How Educator Thomas Koshy Built BeyondBell to Give Teachers Their Time Back
Pune, India – When Thomas Koshy asked a group of teachers how they spent their weekends, the answers rarely included rest. Most described hours of lesson planning, report writing, parent...
Pune, India – When Thomas Koshy asked a group of teachers how they spent their weekends, the answers rarely included rest. Most described hours of lesson planning, report writing, parent communication drafts, and administrative documentation. The pattern repeated across schools he worked with over a decade in educational leadership.
That observation became the foundation for BeyondBell, a platform designed to address what Koshy calls the profession’s hidden crisis: talented educators drowning in tasks that keep them away from actual teaching. “I watched excellent teachers spend three hours drafting a single parent communication or building lesson plans from scratch every week,” Koshy says. “The question became obvious – what if we could give them those hours back?”
The answer came not from adding more technology into classrooms, but from rethinking the systems around teaching itself.
From School Leader to Platform Builder
Koshy’s path to BeyondBell began in school administration, where he spent over ten years leading one of India’s established K-12 school ecosystems serving thousands of students. The experience gave him direct insight into operational realities most education technology companies miss. He noticed that while schools adopted various digital tools, these often created new complexity rather than reducing it. Teachers juggled multiple platforms, each solving one narrow problem while adding another login, another interface, another training requirement. His observations and leadership experiences were later distilled into his forthcoming book, The First-Year Principal: A Complete Operating Manual for Indian Schools, which serves as a practical guide for school leaders navigating operational complexity. But documenting problems only went so far.
“Documentation is important, but I wanted to build actual solutions,” Koshy explains. “Not tools that schools would buy and teachers would avoid, but systems educators would genuinely want to use.”
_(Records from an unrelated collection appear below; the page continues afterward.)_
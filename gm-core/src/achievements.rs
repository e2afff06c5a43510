//! Achievements and the milestone counters that unlock them.

use chrono::{DateTime, Utc};
use serde::{Deserialize, Serialize};
use std::collections::BTreeMap;
use std::fmt;
use std::str::FromStr;
use thiserror::Error;
use tracing::info;

#[derive(Debug, Error, PartialEq, Eq)]
pub enum AchievementError {
    #[error("Achievement already unlocked: {0}")]
    AlreadyUnlocked(String),

    #[error("Unknown milestone: {0}")]
    UnknownMilestone(String),
}

#[derive(Debug, Clone, Copy, PartialEq, Eq, PartialOrd, Ord, Hash, Serialize, Deserialize)]
#[serde(rename_all = "snake_case")]
pub enum Milestone {
    EnemiesDefeated,
    QuestsCompleted,
    NpcsMet,
    LocationsDiscovered,
    GoldEarned,
    LevelsGained,
    CriticalHits,
    SkillChecksPassed,
}

impl Milestone {
    pub fn all() -> [Milestone; 8] {
        use Milestone::*;
        [
            EnemiesDefeated,
            QuestsCompleted,
            NpcsMet,
            LocationsDiscovered,
            GoldEarned,
            LevelsGained,
            CriticalHits,
            SkillChecksPassed,
        ]
    }

    pub fn key(&self) -> &'static str {
        match self {
            Milestone::EnemiesDefeated => "enemies_defeated",
            Milestone::QuestsCompleted => "quests_completed",
            Milestone::NpcsMet => "npcs_met",
            Milestone::LocationsDiscovered => "locations_discovered",
            Milestone::GoldEarned => "gold_earned",
            Milestone::LevelsGained => "levels_gained",
            Milestone::CriticalHits => "critical_hits",
            Milestone::SkillChecksPassed => "skill_checks_passed",
        }
    }

    /// `(threshold, id, name, description)` in ascending threshold order.
    fn thresholds(&self) -> &'static [(u64, &'static str, &'static str, &'static str)] {
        match self {
            Milestone::EnemiesDefeated => &[
                (1, "first_blood", "First Blood", "Defeat your first enemy"),
                (10, "warrior", "Warrior", "Defeat 10 enemies"),
                (50, "slayer", "Slayer", "Defeat 50 enemies"),
                (100, "legend", "Legend", "Defeat 100 enemies"),
            ],
            Milestone::QuestsCompleted => &[
                (1, "adventurer", "Adventurer", "Complete your first quest"),
                (5, "hero", "Hero", "Complete 5 quests"),
                (10, "champion", "Champion", "Complete 10 quests"),
                (25, "master", "Master", "Complete 25 quests"),
            ],
            Milestone::NpcsMet => &[
                (5, "social", "Social Butterfly", "Meet 5 NPCs"),
                (15, "networker", "Networker", "Meet 15 NPCs"),
                (30, "diplomat", "Diplomat", "Meet 30 NPCs"),
            ],
            Milestone::GoldEarned => &[
                (100, "wealthy", "Wealthy", "Earn 100 gold"),
                (500, "rich", "Rich", "Earn 500 gold"),
                (1000, "tycoon", "Tycoon", "Earn 1000 gold"),
            ],
            Milestone::LevelsGained => &[
                (2, "rising", "Rising Star", "Gain 2 levels"),
                (5, "experienced", "Experienced", "Gain 5 levels"),
                (10, "veteran", "Veteran", "Gain 10 levels"),
            ],
            _ => &[],
        }
    }
}

impl FromStr for Milestone {
    type Err = AchievementError;

    fn from_str(s: &str) -> Result<Self, Self::Err> {
        let wanted = s.trim().to_lowercase().replace([' ', '-'], "_");
        Milestone::all()
            .into_iter()
            .find(|m| m.key() == wanted)
            .ok_or_else(|| AchievementError::UnknownMilestone(s.to_string()))
    }
}

impl fmt::Display for Milestone {
    fn fmt(&self, f: &mut fmt::Formatter<'_>) -> fmt::Result {
        f.write_str(self.key())
    }
}

#[derive(Debug, Clone, PartialEq, Eq, Serialize, Deserialize)]
pub struct Achievement {
    pub id: String,
    pub name: String,
    pub description: String,
    pub category: String,
    pub unlocked_at: DateTime<Utc>,
}

impl Achievement {
    pub fn message(&self) -> String {
        format!("Achievement Unlocked: {}!", self.name)
    }
}

/// Returned by [`AchievementsSystem::update_milestone`].
#[derive(Debug, Clone, PartialEq, Eq)]
pub struct MilestoneUpdate {
    pub milestone: Milestone,
    pub value: u64,
    pub unlocked: Vec<Achievement>,
}

#[derive(Debug, Clone, PartialEq, Eq, Serialize)]
pub struct AchievementStats {
    pub total_achievements: usize,
    pub by_category: BTreeMap<String, usize>,
    pub milestones: BTreeMap<Milestone, u64>,
}

#[derive(Debug, Clone, PartialEq, Eq, Serialize, Deserialize)]
pub struct AchievementsSystem {
    #[serde(default)]
    pub achievements: Vec<Achievement>,
    #[serde(default = "zeroed_milestones")]
    pub milestones: BTreeMap<Milestone, u64>,
}

fn zeroed_milestones() -> BTreeMap<Milestone, u64> {
    Milestone::all().into_iter().map(|m| (m, 0)).collect()
}

impl Default for AchievementsSystem {
    fn default() -> Self {
        Self {
            achievements: Vec::new(),
            milestones: zeroed_milestones(),
        }
    }
}

impl AchievementsSystem {
    pub fn new() -> Self {
        Self::default()
    }

    pub fn is_unlocked(&self, id: &str) -> bool {
        self.achievements.iter().any(|a| a.id == id)
    }

    pub fn unlock(
        &mut self,
        id: &str,
        name: &str,
        description: &str,
        category: &str,
    ) -> Result<Achievement, AchievementError> {
        if self.is_unlocked(id) {
            return Err(AchievementError::AlreadyUnlocked(id.to_string()));
        }

        let achievement = Achievement {
            id: id.to_string(),
            name: name.to_string(),
            description: description.to_string(),
            category: category.to_string(),
            unlocked_at: Utc::now(),
        };
        info!(id, name, category, "Achievement unlocked");
        self.achievements.push(achievement.clone());
        Ok(achievement)
    }

    pub fn milestone(&self, milestone: Milestone) -> u64 {
        self.milestones.get(&milestone).copied().unwrap_or(0)
    }

    /// Add to a counter and unlock every threshold it has now reached.
    pub fn update_milestone(&mut self, milestone: Milestone, amount: u64) -> MilestoneUpdate {
        let value = {
            let counter = self.milestones.entry(milestone).or_insert(0);
            *counter = counter.saturating_add(amount);
            *counter
        };

        let mut unlocked = Vec::new();
        for &(threshold, id, name, description) in milestone.thresholds() {
            if value < threshold {
                break;
            }
            if let Ok(achievement) = self.unlock(id, name, description, "milestone") {
                unlocked.push(achievement);
            }
        }

        MilestoneUpdate {
            milestone,
            value,
            unlocked,
        }
    }

    pub fn by_category(&self, category: Option<&str>) -> Vec<&Achievement> {
        self.achievements
            .iter()
            .filter(|a| category.map_or(true, |c| a.category == c))
            .collect()
    }

    pub fn statistics(&self) -> AchievementStats {
        let mut by_category = BTreeMap::new();
        for achievement in &self.achievements {
            *by_category.entry(achievement.category.clone()).or_insert(0) += 1;
        }
        AchievementStats {
            total_achievements: self.achievements.len(),
            by_category,
            milestones: self.milestones.clone(),
        }
    }
}

#[cfg(test)]
mod tests {
    use super::*;

    #[test]
    fn test_duplicate_unlock_is_error() {
        let mut a = AchievementsSystem::new();
        let first = a.unlock("explorer", "Explorer", "Found a secret", "general").unwrap();
        assert_eq!(first.message(), "Achievement Unlocked: Explorer!");
        assert_eq!(
            a.unlock("explorer", "Explorer", "Found a secret", "general"),
            Err(AchievementError::AlreadyUnlocked("explorer".into()))
        );
    }

    #[test]
    fn test_milestone_unlocks_thresholds_once() {
        let mut a = AchievementsSystem::new();
        let update = a.update_milestone(Milestone::EnemiesDefeated, 1);
        assert_eq!(update.value, 1);
        assert_eq!(update.unlocked.len(), 1);
        assert_eq!(update.unlocked[0].id, "first_blood");
        assert_eq!(update.unlocked[0].category, "milestone");

        let update = a.update_milestone(Milestone::EnemiesDefeated, 9);
        assert_eq!(update.value, 10);
        let ids: Vec<_> = update.unlocked.iter().map(|a| a.id.as_str()).collect();
        assert_eq!(ids, vec!["warrior"]);
    }

    #[test]
    fn test_large_jump_unlocks_several() {
        let mut a = AchievementsSystem::new();
        let update = a.update_milestone(Milestone::GoldEarned, 600);
        let ids: Vec<_> = update.unlocked.iter().map(|a| a.id.as_str()).collect();
        assert_eq!(ids, vec!["wealthy", "rich"]);
    }

    #[test]
    fn test_counters_without_thresholds() {
        let mut a = AchievementsSystem::new();
        let update = a.update_milestone(Milestone::CriticalHits, 3);
        assert_eq!(update.value, 3);
        assert!(update.unlocked.is_empty());
    }

    #[test]
    fn test_parse_milestone() {
        assert_eq!("npcs_met".parse::<Milestone>(), Ok(Milestone::NpcsMet));
        assert_eq!("Gold Earned".parse::<Milestone>(), Ok(Milestone::GoldEarned));
        assert!("dragons".parse::<Milestone>().is_err());
    }

    #[test]
    fn test_statistics_and_categories() {
        let mut a = AchievementsSystem::new();
        a.update_milestone(Milestone::QuestsCompleted, 1);
        a.unlock("lucky", "Lucky", "Rolled three natural 20s", "combat").unwrap();

        let stats = a.statistics();
        assert_eq!(stats.total_achievements, 2);
        assert_eq!(stats.by_category["milestone"], 1);
        assert_eq!(stats.by_category["combat"], 1);
        assert_eq!(stats.milestones[&Milestone::QuestsCompleted], 1);
        assert_eq!(a.by_category(Some("combat")).len(), 1);
        assert_eq!(a.by_category(None).len(), 2);
    }

    #[test]
    fn test_snapshot_round_trip() {
        let mut a = AchievementsSystem::new();
        a.update_milestone(Milestone::NpcsMet, 5);
        let json = serde_json::to_value(&a).unwrap();
        assert_eq!(json["milestones"]["npcs_met"], 5);
        let back: AchievementsSystem = serde_json::from_value(json).unwrap();
        assert_eq!(back, a);
    }
}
An Education Company Using Technology
BeyondBell launched with a deliberately different approach. Rather than positioning as a technology platform serving schools, Koshy describes it as an education company that happens to use technology. The distinction matters in execution. The platform combines AI-powered productivity tools with practical templates, professional communities, and school transformation frameworks. Teachers can access resources for lesson planning, administrative documentation, and communication – all designed around actual educator workflows rather than generic automation. The philosophy driving the platform is condensed into three words: Slow Down. Think Better. Teach Better.
“We are not trying to make teachers work faster,” Koshy notes. “We are trying to remove the noise so they have space to think deeply about pedagogy, student needs, and meaningful learning experiences.”
Early adoption has come from school leaders and coordinators managing multiple responsibilities. The platform addresses planning, reporting, and communication tasks that typically consume evenings and weekends.
Beyond Individual Tools
While BeyondBell started with individual educator support, Koshy’s larger vision targets institutional transformation. He sees potential for schools to become more human-centered and sustainable by redesigning systems that currently burn out talented professionals.
This includes advocating for responsible AI adoption in education – using technology to handle repetitive work while preserving the irreplaceable human elements of teaching.
“Education is entering one of the most significant transitions in its history,” says Koshy. “Artificial intelligence will change how schools operate, but it should never replace the human relationships that define great teaching. The real opportunity is to use technology to remove friction so educators can spend more time doing what only humans can do.”
The approach reflects Koshy’s decade of operational experience.
He has driven academic transformation initiatives, led educator development programs, and managed the complex realities of running large school systems.
BeyondBell currently serves teachers, school leaders, coordinators, and education administrators across India. The platform continues to expand its resource library and tool offerings based on direct educator feedback.
For Koshy, success is still measured in practical outcomes: whether teachers can reclaim time for deeper thinking, better planning, and meaningful engagement with students. Giving educators their weekends back remains an important goal, but it is only part of a much larger vision.
Koshy believes the next decade of education will belong to schools that successfully combine human connection with intelligent systems. Through BeyondBell, he hopes to help educators embrace innovation without losing the heart of teaching.
“Technology should serve the people doing the actual work of education,” he says. “The moment it becomes another burden or distraction, we have failed.”
About BeyondBell
BeyondBell is an educator-focused platform offering AI-powered tools, resources, templates, and communities designed to reduce administrative workload for teachers and school leaders. Founded by educator and author Thomas Koshy, the platform operates on the philosophy of helping educators work smarter through thoughtful systems and practical support.